Work instruction>
In the material below, how many lines include the string "Some"? Answer with the number and nothing else.

>>>

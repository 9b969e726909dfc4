//! Fixed-size PIN entry buffer

use super::key::{Pin, PIN_LENGTH};

/// Digits typed so far
///
/// Digits are appended at the cursor, which then advances. Backspace moves
/// the cursor back and clears the vacated slot.
#[derive(Debug, Clone, Copy, PartialEq, Eq, Default)]
#[cfg_attr(feature = "defmt", derive(defmt::Format))]
pub struct PinEntryBuffer {
    slots: [Option<u8>; PIN_LENGTH],
    position: usize,
}

impl PinEntryBuffer {
    /// Create an empty buffer
    pub const fn new() -> Self {
        Self {
            slots: [None; PIN_LENGTH],
            position: 0,
        }
    }

    /// Append a digit
    ///
    /// Returns `false` and leaves the buffer untouched when it is full or
    /// `digit` is not 0-9.
    pub fn push_digit(&mut self, digit: u8) -> bool {
        if digit > 9 || self.position >= PIN_LENGTH {
            return false;
        }
        self.slots[self.position] = Some(digit);
        self.position += 1;
        true
    }

    /// Remove the last digit, returns `false` when already empty
    pub fn delete_last(&mut self) -> bool {
        if self.position == 0 {
            return false;
        }
        self.position -= 1;
        self.slots[self.position] = None;
        true
    }

    /// Clear every slot
    pub fn reset(&mut self) {
        *self = Self::new();
    }

    /// Number of digits entered
    pub fn position(&self) -> usize {
        self.position
    }

    pub fn is_empty(&self) -> bool {
        self.position == 0
    }

    pub fn is_complete(&self) -> bool {
        self.position == PIN_LENGTH
    }

    /// Slot contents, `None` for placeholders
    pub fn slots(&self) -> &[Option<u8>; PIN_LENGTH] {
        &self.slots
    }

    /// The entered PIN once all slots are filled
    pub fn as_pin(&self) -> Option<Pin> {
        if !self.is_complete() {
            return None;
        }
        let mut digits = [0u8; PIN_LENGTH];
        for (out, slot) in digits.iter_mut().zip(self.slots.iter()) {
            *out = (*slot)?;
        }
        Some(Pin::new(digits))
    }
}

<<<

Expected output>
2